The article aimed to study intestinal absorption and pharmacokinetic characterization of three atractylenolides from low polar component of Atractylodes (LPA). LC-MS method was used to find absorbed components combined with pharmacochemistry and to determine plasma concentration combined with DAS 3.0 to calculate the PK parameters. Moreover, the everted gut sac model was used to investigate rat small intestinal absorption and transport characterization of atractylenolide I, II, III. In total, eight components were identified from the absorbed components, including two lactones (6, 7), three volatile oil (2, 3, 8), acids (1), prenylated dihydrobenzofuran derivative (4) and luteolin (5), respectively. The three atractylenolides are rapidly absorbed with Tmax as 1 h and more compatible with the two-compartment model in rats, and good linearity between Cmax and concentration. The cumulative absorption per unit area Q (ug·cm−2) of three atractylenolides were no significant difference and all linearly absorbed with different time, concentration in different intestinal segments, which indicated its absorption process was passive transport.
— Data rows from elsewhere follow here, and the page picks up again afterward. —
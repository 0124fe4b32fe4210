use anyhow::{Context, Result, anyhow};
use chrono::{NaiveTime, Weekday};
use std::env;
use std::str::FromStr;
use std::time::Duration;

#[derive(Clone, Debug)]
pub struct Config {
    pub database_url: String,
    pub jwt_secret: String,
    pub server_addr: String,
    pub api_prefix: String,
    pub run_migrations: bool,

    // Rate limiting
    pub rate_protected_per_min: u32,
    pub rate_device_per_min: u32,

    // Logging
    pub log_dir: String,
    pub log_level: tracing::Level,

    // Attendance policy
    pub scheduled_start: NaiveTime,
    pub standard_workday_minutes: i32,
    pub lateness_grace_minutes: i32,
    pub repeated_lateness_threshold: u32,
    pub working_days: Vec<Weekday>,

    // Leave policy
    pub default_leave_allotment: i32,

    pub device_timeout: Duration,
}

impl Config {
    pub fn from_env() -> Result<Self> {
        dotenvy::dotenv().ok();
        Self::from_lookup(|key| env::var(key).ok())
    }

    pub fn from_lookup(lookup: impl Fn(&str) -> Option<String>) -> Result<Self> {
        let required = |key: &str| lookup(key).ok_or_else(|| anyhow!("{key} must be set"));

        Ok(Self {
            server_addr: required("SERVER_ADDR")?,
            database_url: required("DATABASE_URL")?,
            jwt_secret: required("JWT_SECRET")?,
            api_prefix: lookup("API_PREFIX").unwrap_or_else(|| "/api".to_string()),
            run_migrations: parse_or(&lookup, "RUN_MIGRATIONS", true)?,

            rate_protected_per_min: parse_or(&lookup, "RATE_PROTECTED_PER_MIN", 1000)?,
            rate_device_per_min: parse_or(&lookup, "RATE_DEVICE_PER_MIN", 120)?,

            log_dir: lookup("LOG_DIR").unwrap_or_else(|| "logs".to_string()),
            log_level: parse_or(&lookup, "LOG_LEVEL", tracing::Level::DEBUG)?,

            scheduled_start: match lookup("SCHEDULED_START") {
                Some(raw) => parse_clock_time(&raw).context("SCHEDULED_START")?,
                None => NaiveTime::from_hms_opt(8, 0, 0).context("default start")?,
            },
            standard_workday_minutes: parse_or(&lookup, "STANDARD_WORKDAY_MINUTES", 480)?,
            lateness_grace_minutes: parse_or(&lookup, "LATENESS_GRACE_MINUTES", 0)?,
            repeated_lateness_threshold: parse_or(&lookup, "REPEATED_LATENESS_THRESHOLD", 3)?,
            working_days: parse_weekdays(
                &lookup("WORKING_DAYS").unwrap_or_else(|| "Mon,Tue,Wed,Thu,Fri".to_string()),
            )?,

            default_leave_allotment: parse_or(&lookup, "DEFAULT_LEAVE_ALLOTMENT", 30)?,

            device_timeout: Duration::from_secs(parse_or(&lookup, "DEVICE_TIMEOUT_SECS", 5)?),
        })
    }
}

fn parse_or<T>(lookup: &impl Fn(&str) -> Option<String>, key: &str, default: T) -> Result<T>
where
    T: FromStr,
    T::Err: std::fmt::Display,
{
    match lookup(key) {
        Some(raw) => raw
            .trim()
            .parse()
            .map_err(|e| anyhow!("{key} has an invalid value {raw:?}: {e}")),
        None => Ok(default),
    }
}

/// Accepts `HH:MM` or `HH:MM:SS`.
pub fn parse_clock_time(raw: &str) -> Result<NaiveTime> {
    let raw = raw.trim();
    NaiveTime::parse_from_str(raw, "%H:%M:%S")
        .or_else(|_| NaiveTime::parse_from_str(raw, "%H:%M"))
        .with_context(|| format!("invalid time of day {raw:?}"))
}

pub fn parse_weekdays(raw: &str) -> Result<Vec<Weekday>> {
    raw.split(',')
        .map(str::trim)
        .filter(|s| !s.is_empty())
        .map(|s| {
            s.parse::<Weekday>()
                .map_err(|_| anyhow!("invalid weekday {s:?} in WORKING_DAYS"))
        })
        .collect()
}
In addition, the atractylenolides III showed most high absorption rate in all intestinal segments, and the absorption site of atractylenolides II was mainly duodenum segments. LC-MS is a systematically applicable approach for rapid screening, identification and quanlitation of absorbed components derived from atractylodes in vivo. Three atractylenolides showed similar PK characterization and passive transport through all intestinal segments. It looks more safe with less drug interaction.